Below are the records; copy out every line that holds the word "self".
[Opening Excerpted data section]
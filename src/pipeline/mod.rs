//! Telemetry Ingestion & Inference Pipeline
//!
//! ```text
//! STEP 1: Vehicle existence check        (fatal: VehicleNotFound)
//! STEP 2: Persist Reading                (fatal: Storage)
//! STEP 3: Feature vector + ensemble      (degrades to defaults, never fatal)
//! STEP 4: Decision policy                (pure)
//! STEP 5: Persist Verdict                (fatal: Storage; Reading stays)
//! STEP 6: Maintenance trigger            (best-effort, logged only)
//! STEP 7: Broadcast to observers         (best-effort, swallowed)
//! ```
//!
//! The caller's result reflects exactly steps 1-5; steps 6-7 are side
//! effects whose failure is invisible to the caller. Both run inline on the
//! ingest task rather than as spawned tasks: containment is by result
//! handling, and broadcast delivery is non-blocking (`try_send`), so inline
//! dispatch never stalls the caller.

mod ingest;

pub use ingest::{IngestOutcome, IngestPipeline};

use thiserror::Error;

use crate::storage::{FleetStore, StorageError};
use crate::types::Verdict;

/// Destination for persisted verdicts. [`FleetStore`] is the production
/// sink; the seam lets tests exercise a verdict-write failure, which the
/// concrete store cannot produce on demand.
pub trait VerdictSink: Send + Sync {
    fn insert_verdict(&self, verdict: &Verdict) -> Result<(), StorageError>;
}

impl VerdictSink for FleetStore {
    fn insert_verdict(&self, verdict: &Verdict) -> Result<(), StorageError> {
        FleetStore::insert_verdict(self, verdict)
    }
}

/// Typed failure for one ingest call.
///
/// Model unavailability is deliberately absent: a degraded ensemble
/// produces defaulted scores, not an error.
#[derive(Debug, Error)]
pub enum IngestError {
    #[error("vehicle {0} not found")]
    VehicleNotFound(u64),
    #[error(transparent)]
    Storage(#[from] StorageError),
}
[Closing Excerpted data section]
[Opening Excerpted data section]
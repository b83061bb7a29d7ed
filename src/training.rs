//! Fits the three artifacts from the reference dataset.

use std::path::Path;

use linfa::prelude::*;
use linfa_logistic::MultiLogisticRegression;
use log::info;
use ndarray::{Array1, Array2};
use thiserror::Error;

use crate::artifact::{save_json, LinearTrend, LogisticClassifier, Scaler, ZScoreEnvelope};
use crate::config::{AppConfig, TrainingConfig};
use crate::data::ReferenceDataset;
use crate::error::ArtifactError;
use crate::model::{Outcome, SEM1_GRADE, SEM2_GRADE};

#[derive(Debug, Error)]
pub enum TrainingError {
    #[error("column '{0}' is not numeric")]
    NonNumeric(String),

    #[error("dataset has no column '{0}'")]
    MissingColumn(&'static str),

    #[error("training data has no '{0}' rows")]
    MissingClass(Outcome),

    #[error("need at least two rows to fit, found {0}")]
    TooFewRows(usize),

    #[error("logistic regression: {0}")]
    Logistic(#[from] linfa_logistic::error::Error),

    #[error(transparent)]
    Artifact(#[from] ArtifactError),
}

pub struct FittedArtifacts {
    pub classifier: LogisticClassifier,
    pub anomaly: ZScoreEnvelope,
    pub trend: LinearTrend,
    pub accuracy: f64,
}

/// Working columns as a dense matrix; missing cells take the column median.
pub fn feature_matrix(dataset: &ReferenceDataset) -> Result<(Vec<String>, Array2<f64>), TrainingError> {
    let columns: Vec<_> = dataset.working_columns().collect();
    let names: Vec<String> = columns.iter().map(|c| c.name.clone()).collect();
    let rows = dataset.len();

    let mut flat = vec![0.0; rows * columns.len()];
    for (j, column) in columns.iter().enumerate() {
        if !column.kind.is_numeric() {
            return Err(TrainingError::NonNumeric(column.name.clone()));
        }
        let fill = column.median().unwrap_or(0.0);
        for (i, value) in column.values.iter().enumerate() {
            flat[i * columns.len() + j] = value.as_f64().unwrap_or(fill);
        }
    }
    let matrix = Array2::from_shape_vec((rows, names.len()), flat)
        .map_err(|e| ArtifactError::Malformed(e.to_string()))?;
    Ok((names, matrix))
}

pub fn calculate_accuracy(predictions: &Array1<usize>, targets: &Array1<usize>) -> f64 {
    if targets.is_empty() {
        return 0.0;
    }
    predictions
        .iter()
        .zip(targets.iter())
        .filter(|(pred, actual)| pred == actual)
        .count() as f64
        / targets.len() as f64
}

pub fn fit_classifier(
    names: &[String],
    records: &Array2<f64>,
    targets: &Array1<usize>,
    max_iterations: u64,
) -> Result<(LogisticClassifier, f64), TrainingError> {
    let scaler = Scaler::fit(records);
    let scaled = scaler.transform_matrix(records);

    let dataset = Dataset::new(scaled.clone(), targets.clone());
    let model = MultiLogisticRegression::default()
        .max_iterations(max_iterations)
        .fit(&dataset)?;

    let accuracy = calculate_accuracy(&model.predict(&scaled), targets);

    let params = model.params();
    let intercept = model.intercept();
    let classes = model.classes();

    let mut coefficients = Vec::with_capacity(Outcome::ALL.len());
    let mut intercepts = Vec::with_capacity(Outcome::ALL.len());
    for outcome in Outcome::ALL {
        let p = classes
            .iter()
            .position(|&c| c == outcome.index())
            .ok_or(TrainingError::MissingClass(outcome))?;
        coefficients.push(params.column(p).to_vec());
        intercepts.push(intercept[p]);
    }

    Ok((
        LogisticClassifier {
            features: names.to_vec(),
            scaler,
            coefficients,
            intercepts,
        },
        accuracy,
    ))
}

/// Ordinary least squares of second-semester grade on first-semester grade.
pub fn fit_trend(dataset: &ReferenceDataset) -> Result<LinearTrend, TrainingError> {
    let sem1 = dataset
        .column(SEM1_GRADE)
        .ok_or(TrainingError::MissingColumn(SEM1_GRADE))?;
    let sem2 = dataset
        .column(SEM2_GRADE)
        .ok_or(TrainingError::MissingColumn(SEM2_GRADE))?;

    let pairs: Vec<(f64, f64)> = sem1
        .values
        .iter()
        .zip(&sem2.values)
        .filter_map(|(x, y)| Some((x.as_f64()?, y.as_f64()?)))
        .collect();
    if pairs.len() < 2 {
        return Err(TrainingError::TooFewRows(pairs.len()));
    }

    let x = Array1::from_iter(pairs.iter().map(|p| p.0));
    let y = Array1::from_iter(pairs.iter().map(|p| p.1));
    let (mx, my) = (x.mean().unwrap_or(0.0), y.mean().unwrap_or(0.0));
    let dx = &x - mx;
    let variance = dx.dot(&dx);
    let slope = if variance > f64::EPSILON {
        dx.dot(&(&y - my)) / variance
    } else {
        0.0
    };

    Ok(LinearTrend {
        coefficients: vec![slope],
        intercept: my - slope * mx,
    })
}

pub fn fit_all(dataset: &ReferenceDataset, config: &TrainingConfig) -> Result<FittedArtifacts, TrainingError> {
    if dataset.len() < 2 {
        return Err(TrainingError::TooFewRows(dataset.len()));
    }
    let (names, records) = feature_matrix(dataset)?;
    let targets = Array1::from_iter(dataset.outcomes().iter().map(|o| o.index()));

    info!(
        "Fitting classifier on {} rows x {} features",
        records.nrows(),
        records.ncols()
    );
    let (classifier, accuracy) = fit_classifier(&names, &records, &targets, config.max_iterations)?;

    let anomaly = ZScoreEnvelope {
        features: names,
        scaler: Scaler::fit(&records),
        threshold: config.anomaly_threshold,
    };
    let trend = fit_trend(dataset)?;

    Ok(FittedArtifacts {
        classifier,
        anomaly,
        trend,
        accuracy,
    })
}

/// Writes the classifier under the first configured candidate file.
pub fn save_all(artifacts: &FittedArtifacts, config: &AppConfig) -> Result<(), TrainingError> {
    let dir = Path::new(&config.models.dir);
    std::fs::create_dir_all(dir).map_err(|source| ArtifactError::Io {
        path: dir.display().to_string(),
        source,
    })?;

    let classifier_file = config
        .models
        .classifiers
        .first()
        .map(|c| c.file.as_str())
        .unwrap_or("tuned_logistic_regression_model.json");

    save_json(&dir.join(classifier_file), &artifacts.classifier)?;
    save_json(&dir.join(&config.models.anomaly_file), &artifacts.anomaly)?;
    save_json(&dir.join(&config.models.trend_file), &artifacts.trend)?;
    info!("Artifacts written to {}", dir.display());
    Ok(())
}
[Closing Excerpted data section]
- _Written response_
    fn insert_verdict(&self, verdict: &Verdict) -> Result<(), StorageError>;
    fn insert_verdict(&self, verdict: &Verdict) -> Result<(), StorageError> {
        FleetStore::insert_verdict(self, verdict)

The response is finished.